Task description: Copy exactly, please, the lines of the data from its start through the line containing "fn make_bridge() ->".

━━━ Given data

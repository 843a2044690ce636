//! Integration test: evaluation and prediction through the Bridge
//!
//! Run with: cargo test -p lgbm-bridge --test predict_test -- --nocapture

use std::sync::Arc;

use lgbm_bridge::*;
use lgbm_engine::fake::FakeEngine;

fn make_bridge() -> Bridge {
    Bridge::new(Arc::new(FakeEngine::new()), BridgeConfig::default())
}

/// Booster with `num_class` classes trained for `rounds` rounds on a 4x3 matrix.
fn trained_booster(bridge: &Bridge, num_class: i64, rounds: usize) -> (BoosterHandle, DatasetHandle) {
    let values = vec![0.25f32; 12];
    let matrix = DenseMatrix::row_major(&values, 4, 3).expect("4x3 matrix");
    let train = bridge.dataset_from_mat(&matrix, "", None).expect("dataset");
    let booster = bridge
        .booster_create(train, &format!("num_class={num_class} metric=l2,l1"))
        .expect("booster");
    for _ in 0..rounds {
        bridge.booster_update_one_iter(booster).expect("update");
    }
    (booster, train)
}

#[test]
fn test_calc_num_predict_modes() {
    let bridge = make_bridge();
    let (booster, _) = trained_booster(&bridge, 3, 4);

    let normal = bridge
        .booster_calc_num_predict(booster, 10, PredictType::Normal, 0)
        .expect("normal");
    let raw = bridge
        .booster_calc_num_predict(booster, 10, PredictType::RawScore, 2)
        .expect("raw");
    assert_eq!(normal, 30);
    assert_eq!(raw, 30);

    let leaf_all = bridge
        .booster_calc_num_predict(booster, 10, PredictType::LeafIndex, -1)
        .expect("leaf");
    let leaf_two = bridge
        .booster_calc_num_predict(booster, 10, PredictType::LeafIndex, 2)
        .expect("leaf");
    let leaf_clamped = bridge
        .booster_calc_num_predict(booster, 10, PredictType::LeafIndex, 99)
        .expect("leaf");
    assert_eq!(leaf_all, 3 * 10 * 4);
    assert_eq!(leaf_two, 3 * 10 * 2);
    assert_eq!(leaf_clamped, 3 * 10 * 4);
}

#[test]
fn test_calc_num_predict_rejects_overflowing_sizes() {
    let bridge = make_bridge();
    let (booster, _) = trained_booster(&bridge, 3, 4);

    for (rows, predict_type) in [
        ((i64::MAX / 2) as usize, PredictType::Normal),
        (usize::MAX, PredictType::RawScore),
        ((i64::MAX / 8) as usize, PredictType::LeafIndex),
    ] {
        match bridge.booster_calc_num_predict(booster, rows, predict_type, 0) {
            Err(BridgeError::SizeOverflow { what, .. }) => assert_eq!(what, "prediction"),
            other => panic!("expected SizeOverflow for {} rows, got {:?}", rows, other),
        }
    }
}

#[test]
fn test_predict_for_mat_lengths() {
    let bridge = make_bridge();
    let (booster, _) = trained_booster(&bridge, 1, 3);
    let rows: Vec<f64> = (0..15).map(|v| v as f64).collect();
    let matrix = DenseMatrix::new(&rows, 5, 3, Layout::ColMajor).expect("5x3 matrix");

    let normal = bridge
        .booster_predict_for_mat(booster, &matrix, PredictType::Normal, 0)
        .expect("normal predict");
    assert_eq!(normal.len(), 5);
    assert!(normal.iter().all(|p| (0.0..=1.0).contains(p)));

    let leaves = bridge
        .booster_predict_for_mat(booster, &matrix, PredictType::LeafIndex, 2)
        .expect("leaf predict");
    assert_eq!(leaves.len(), 5 * 2);
}

#[test]
fn test_predict_for_csr() {
    let bridge = make_bridge();
    let (booster, _) = trained_booster(&bridge, 2, 1);
    let indptr = vec![0i32, 1, 3];
    let indices = [0, 1, 2];
    let values = vec![1.0f32, 2.0, 3.0];
    let matrix = CsrMatrix::new(&indptr, &indices, &values, 3).expect("csr");

    let raw = bridge
        .booster_predict_for_csr(booster, &matrix, PredictType::RawScore, 0)
        .expect("raw predict");
    assert_eq!(raw.len(), 2 * 2);
}

#[test]
fn test_eval_names_and_values() {
    let bridge = make_bridge();
    let (booster, train) = trained_booster(&bridge, 1, 2);

    let names = bridge.booster_eval_names(booster).expect("names");
    assert_eq!(names, vec!["l2".to_string(), "l1".to_string()]);
    assert_eq!(bridge.booster_eval_counts(booster).expect("counts"), 2);

    let values = vec![0.5f32; 6];
    let matrix = DenseMatrix::row_major(&values, 2, 3).expect("2x3 matrix");
    let valid = bridge
        .dataset_from_mat(&matrix, "", Some(train))
        .expect("valid dataset");
    bridge.booster_add_valid(booster, valid).expect("add valid");

    for data_idx in 0..2 {
        let scores = bridge.booster_eval(booster, data_idx).expect("eval");
        println!("data_idx {}: {:?}", data_idx, scores);
        assert_eq!(scores.len(), names.len());
    }

    match bridge.booster_eval(booster, 2) {
        Err(BridgeError::PartitionOutOfRange {
            data_idx: 2,
            partitions: 2,
        }) => {}
        other => panic!("expected PartitionOutOfRange, got {:?}", other),
    }
    assert!(bridge.booster_eval(booster, -1).is_err());
}

#[test]
fn test_get_predict_sizes_by_partition() {
    let bridge = make_bridge();
    let (booster, train) = trained_booster(&bridge, 3, 1);
    let values = vec![0.5f32; 6];
    let matrix = DenseMatrix::row_major(&values, 2, 3).expect("2x3 matrix");
    let valid = bridge
        .dataset_from_mat(&matrix, "", Some(train))
        .expect("valid dataset");
    bridge.booster_add_valid(booster, valid).expect("add valid");

    assert_eq!(bridge.booster_get_predict(booster, 0).expect("train").len(), 3 * 4);
    assert_eq!(bridge.booster_get_predict(booster, 1).expect("valid").len(), 3 * 2);
}

#[test]
fn test_predict_for_file_writes_one_line_per_row() {
    let bridge = make_bridge();
    let (booster, _) = trained_booster(&bridge, 1, 2);
    let dir = tempfile::tempdir().expect("tempdir");

    let data = dir.path().join("test.csv");
    std::fs::write(&data, "label,a,b,c\n0,1,2,3\n1,4,5,6\n0,7,8,9\n").expect("write data");
    let result = dir.path().join("result.txt");

    bridge
        .booster_predict_for_file(
            booster,
            &data.to_string_lossy(),
            true,
            PredictType::Normal,
            0,
            &result.to_string_lossy(),
        )
        .expect("predict for file");

    let written = std::fs::read_to_string(&result).expect("read result");
    assert_eq!(written.lines().count(), 3);
}
impl State {
    fn next_handle(&mut self) -> RawHandle {
        self.next_id += 1;
        // Ids start at 1, so the address is never null.
        RawHandle::from_addr(self.next_id).unwrap_or_else(|| unreachable!())
    }

    fn dataset(&self, op: &'static str, handle: RawHandle) -> EngineResult<&FakeDataset> {
        self.datasets
            .get(&handle.addr())
            .ok_or_else(|| EngineError::native(op, format!("unknown dataset {:#x}", handle.addr())))
    }

    fn dataset_mut(&mut self, op: &'static str, handle: RawHandle) -> EngineResult<&mut FakeDataset> {
        self.datasets
            .get_mut(&handle.addr())
            .ok_or_else(|| EngineError::native(op, format!("unknown dataset {:#x}", handle.addr())))
    }

    fn booster(&self, op: &'static str, handle: RawHandle) -> EngineResult<&FakeBooster> {
        self.boosters
            .get(&handle.addr())
            .ok_or_else(|| EngineError::native(op, format!("unknown booster {:#x}", handle.addr())))
    }

    fn booster_mut(&mut self, op: &'static str, handle: RawHandle) -> EngineResult<&mut FakeBooster> {
        self.boosters
            .get_mut(&handle.addr())
            .ok_or_else(|| EngineError::native(op, format!("unknown booster {:#x}", handle.addr())))
    }

    fn add_dataset(
        &mut self,
        op: &'static str,
        dataset: FakeDataset,
        reference: Option<RawHandle>,
    ) -> EngineResult<RawHandle> {
        if let Some(reference) = reference {
            let expected = self.dataset(op, reference)?.num_feature;
            if expected != dataset.num_feature {
                return Err(EngineError::native(
                    op,
                    format!(
                        "number of features ({}) does not match the reference dataset ({})",
                        dataset.num_feature, expected
                    ),
                ));
            }
        }
        let handle = self.next_handle();
        self.datasets.insert(handle.addr(), dataset);
        Ok(handle)
    }

    fn add_booster(&mut self, booster: FakeBooster) -> RawHandle {
        let handle = self.next_handle();
        self.boosters.insert(handle.addr(), booster);
        handle
    }
}

/// Deterministic engine that never touches a shared library.
#[derive(Default)]
pub struct FakeEngine {
    state: Mutex<State>,
}

impl FakeEngine {
    pub fn new() -> Self {
        Self::default()
    }

    /// Datasets created and not yet freed.
    pub fn live_datasets(&self) -> usize {
        self.state.lock().datasets.len()
    }

    /// Boosters created and not yet freed.
    pub fn live_boosters(&self) -> usize {
        self.state.lock().boosters.len()
    }

    /// Make `LGBM_BoosterFree` fail (leaving the booster alive) until reset.
    pub fn reject_booster_free(&self, reject: bool) {
        self.state.lock().reject_booster_free = reject;
    }
}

━━━━━━

Task solution:
repository 843a2044690ce636
//! Integration test: evaluation and prediction through the Bridge
//!
//! Run with: cargo test -p lgbm-bridge --test predict_test -- --nocapture

use std::sync::Arc;

use lgbm_bridge::*;
use lgbm_engine::fake::FakeEngine;

fn make_bridge() -> Bridge {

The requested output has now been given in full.